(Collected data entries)
########################################
//! 内存版 Outbox 存储（InMemoryOutboxStore）
//!
//! 以互斥锁保护的行集合模拟关系型存储：
//! - `begin`：开启事务，插入先暂存在事务内，`commit` 后才对轮询可见；
//! - `rollback` 或未提交即丢弃事务时，暂存的行全部作废；
//! - 典型用途：测试环境、示例与本地开发。
//!
use super::record::{NewOutboxEvent, OutboxEvent};
use super::store::{OutboxStore, OutboxTransaction};
use crate::error::{OutboxError, OutboxResult};
use async_trait::async_trait;
use chrono::{DateTime, Utc};
use std::sync::{Arc, Mutex, MutexGuard, PoisonError};
use tracing::warn;

#[derive(Default)]
struct Inner {
    rows: Vec<OutboxEvent>,
    next_id: i64,
}

/// 内存 Outbox 存储
#[derive(Clone, Default)]
pub struct InMemoryOutboxStore {
    inner: Arc<Mutex<Inner>>,
}

impl InMemoryOutboxStore {
    pub fn new() -> Self {
        Self::default()
    }

    /// 开启一个事务
    pub fn begin(&self) -> InMemoryTransaction {
        InMemoryTransaction {
            store: self.clone(),
            staged: Vec::new(),
            state: TxState::Open,
        }
    }

    /// 当前全部行的快照（按主键升序）
    pub fn rows(&self) -> Vec<OutboxEvent> {
        self.lock().rows.clone()
    }

    pub fn get(&self, id: i64) -> Option<OutboxEvent> {
        self.lock().rows.iter().find(|r| r.id() == id).cloned()
    }

    pub fn pending_count(&self) -> usize {
        self.lock().rows.iter().filter(|r| !r.is_published()).count()
    }

    fn lock(&self) -> MutexGuard<'_, Inner> {
        self.inner.lock().unwrap_or_else(PoisonError::into_inner)
    }

    fn append(&self, staged: Vec<NewOutboxEvent>) {
        let mut g = self.lock();
        for row in staged {
            g.next_id += 1;
            let id = g.next_id;
            g.rows.push(row.into_record(id));
        }
    }

    fn update<F>(&self, id: i64, f: F) -> OutboxResult<()>
    where
        F: FnOnce(&mut OutboxEvent),
    {
        let mut g = self.lock();
        let row = g
            .rows
            .iter_mut()
            .find(|r| r.id() == id)
            .ok_or_else(|| OutboxError::store(format!("outbox row {id} not found")))?;
        f(row);
        Ok(())
    }
}

#[async_trait]
impl OutboxStore for InMemoryOutboxStore {
    async fn fetch_pending(
        &self,
        limit: usize,
        max_attempts: Option<i32>,
    ) -> OutboxResult<Vec<OutboxEvent>> {
        let g = self.lock();
        let mut rows: Vec<OutboxEvent> = g
            .rows
            .iter()
            .filter(|r| !r.is_published())
            .filter(|r| max_attempts.is_none_or(|max| r.times_attempted() < max))
            .cloned()
            .collect();
        rows.sort_by_key(|r| (r.created_at(), r.id()));
        rows.truncate(limit);
        Ok(rows)
    }

    async fn fetch_exhausted(
        &self,
        limit: usize,
        max_attempts: i32,
    ) -> OutboxResult<Vec<OutboxEvent>> {
        let g = self.lock();
        let mut rows: Vec<OutboxEvent> = g
            .rows
            .iter()
            .filter(|r| !r.is_published() && r.times_attempted() >= max_attempts)
            .cloned()
            .collect();
        rows.sort_by_key(|r| (r.created_at(), r.id()));
        rows.truncate(limit);
        Ok(rows)
    }

    async fn record_failure(&self, event: &OutboxEvent) -> OutboxResult<()> {
        self.update(event.id(), |row| row.sync_attempts(event))
    }

    async fn record_published(&self, event: &OutboxEvent) -> OutboxResult<()> {
        if !event.is_published() {
            return Err(OutboxError::invalid_argument("published_at is not set"));
        }
        self.update(event.id(), |row| row.sync_published(event))
    }

    async fn prune_published(&self, before: DateTime<Utc>) -> OutboxResult<u64> {
        let mut g = self.lock();
        let len = g.rows.len();
        g.rows
            .retain(|r| r.published_at().is_none_or(|at| at >= before));
        Ok((len - g.rows.len()) as u64)
    }
}

#[derive(Debug, Clone, Copy, PartialEq, Eq)]
enum TxState {
    Open,
    Committed,
    RolledBack,
}

/// 内存事务句柄
pub struct InMemoryTransaction {
    store: InMemoryOutboxStore,
    staged: Vec<NewOutboxEvent>,
    state: TxState,
}

impl InMemoryTransaction {
    /// 提交：暂存行分配主键后写入存储
    pub fn commit(&mut self) -> OutboxResult<()> {
        self.ensure_open("commit")?;
        self.store.append(std::mem::take(&mut self.staged));
        self.state = TxState::Committed;
        Ok(())
    }

    /// 回滚：丢弃暂存行
    pub fn rollback(&mut self) -> OutboxResult<()> {
        self.ensure_open("rollback")?;
        self.staged.clear();
        self.state = TxState::RolledBack;
        Ok(())
    }

    /// 事务内已暂存、尚未提交的行数
    pub fn staged_len(&self) -> usize {
        self.staged.len()
    }

    fn ensure_open(&self, op: &str) -> OutboxResult<()> {
        match self.state {
            TxState::Open => Ok(()),
            TxState::Committed => Err(OutboxError::TransactionMisuse {
                reason: format!("{op} on a committed transaction"),
            }),
            TxState::RolledBack => Err(OutboxError::TransactionMisuse {
                reason: format!("{op} on a rolled back transaction"),
            }),
        }
    }
}

#[async_trait]
impl OutboxTransaction for InMemoryTransaction {
    fn is_open(&self) -> bool {
        self.state == TxState::Open
    }

    async fn insert_event(&mut self, event: NewOutboxEvent) -> OutboxResult<()> {
        self.ensure_open("insert")?;
        self.staged.push(event);
        Ok(())
    }
}

impl Drop for InMemoryTransaction {
    fn drop(&mut self) {
        if self.state == TxState::Open && !self.staged.is_empty() {
            warn!(
                staged = self.staged.len(),
                "transaction dropped without commit or rollback; staged outbox rows discarded"
            );
        }
    }
}

#[cfg(test)]
mod tests {
    use super::*;

    fn new_row(ty: &str) -> NewOutboxEvent {
        NewOutboxEvent::builder()
            .event_type(ty.to_string())
            .topic("T".into())
            .event_payload(b"{}".to_vec())
            .build()
    }

    #[tokio::test]
    async fn rollback_discards_staged_rows() {
        let store = InMemoryOutboxStore::new();
        let mut tx = store.begin();
        tx.insert_event(new_row("a")).await.unwrap();
        assert_eq!(tx.staged_len(), 1);
        tx.rollback().unwrap();
        assert!(store.rows().is_empty());
    }

    #[tokio::test]
    async fn dropping_open_transaction_discards_rows() {
        let store = InMemoryOutboxStore::new();
        {
            let mut tx = store.begin();
            tx.insert_event(new_row("a")).await.unwrap();
        }
        assert!(store.rows().is_empty());
    }

    #[tokio::test]
    async fn finishing_twice_is_transaction_misuse() {
        let store = InMemoryOutboxStore::new();
        let mut tx = store.begin();
        tx.commit().unwrap();
        assert!(matches!(
            tx.commit(),
            Err(OutboxError::TransactionMisuse { .. })
        ));
        assert!(matches!(
            tx.insert_event(new_row("late")).await,
            Err(OutboxError::TransactionMisuse { .. })
        ));
    }

    #[tokio::test]
    async fn fetch_pending_orders_and_limits() {
        let store = InMemoryOutboxStore::new();
        let mut tx = store.begin();
        for ty in ["a", "b", "c"] {
            tx.insert_event(new_row(ty)).await.unwrap();
        }
        tx.commit().unwrap();

        let rows = store.fetch_pending(2, None).await.unwrap();
        let types: Vec<_> = rows.iter().map(|r| r.event_type().to_string()).collect();
        assert_eq!(types, vec!["a", "b"]);
    }

    #[tokio::test]
    async fn max_attempts_parks_rows() {
        let store = InMemoryOutboxStore::new();
        let mut tx = store.begin();
        tx.insert_event(new_row("a")).await.unwrap();
        tx.commit().unwrap();

        let mut row = store.fetch_pending(10, Some(2)).await.unwrap().remove(0);
        row.record_attempt();
        store.record_failure(&row).await.unwrap();
        row.record_attempt();
        store.record_failure(&row).await.unwrap();

        assert!(store.fetch_pending(10, Some(2)).await.unwrap().is_empty());
        assert_eq!(store.fetch_pending(10, None).await.unwrap().len(), 1);
        assert_eq!(store.fetch_exhausted(10, 2).await.unwrap().len(), 1);
    }

    #[tokio::test]
    async fn prune_removes_only_old_published_rows() {
        let store = InMemoryOutboxStore::new();
        let mut tx = store.begin();
        tx.insert_event(new_row("old")).await.unwrap();
        tx.insert_event(new_row("pending")).await.unwrap();
        tx.commit().unwrap();

        let mut old = store.get(1).unwrap();
        old.record_published(Utc::now() - chrono::Duration::hours(2));
        store.record_published(&old).await.unwrap();

        let removed = store
            .prune_published(Utc::now() - chrono::Duration::hours(1))
            .await
            .unwrap();
        assert_eq!(removed, 1);
        assert_eq!(store.rows().len(), 1);
        assert_eq!(store.rows()[0].event_type(), "pending");
    }
}
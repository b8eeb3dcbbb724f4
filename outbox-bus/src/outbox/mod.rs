//! 事务性 Outbox
//!
//! - `OutboxEvent`：待发布/已发布事件的持久化行；
//! - `OutboxTransaction` / `OutboxStore`：存储契约（事务内插入、事务外轮询与更新）；
//! - `OutboxWriter`：在调用方事务中追加事件，不提交也不回滚；
//! - `OutboxPublisher`：后台轮询待发布行，经总线原样转发并回写状态；
//! - `InMemoryOutboxStore`：带事务语义的内存实现，用于测试与示例。
//!
mod publisher;
mod record;
mod store;
mod store_inmemory;
mod writer;

pub use publisher::{CycleReport, OutboxPublisher, PublisherConfig};
pub use record::{NewOutboxEvent, OutboxEvent};
pub use store::{OutboxStore, OutboxTransaction};
pub use store_inmemory::{InMemoryOutboxStore, InMemoryTransaction};
pub use writer::{OutboxWriter, write_event};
########################################
EXERCISE REQUIREMENTS: Which of the lines above carry the string "removed"? Copy every one.

ANSWER SECTION:
        let removed = store
        assert_eq!(removed, 1);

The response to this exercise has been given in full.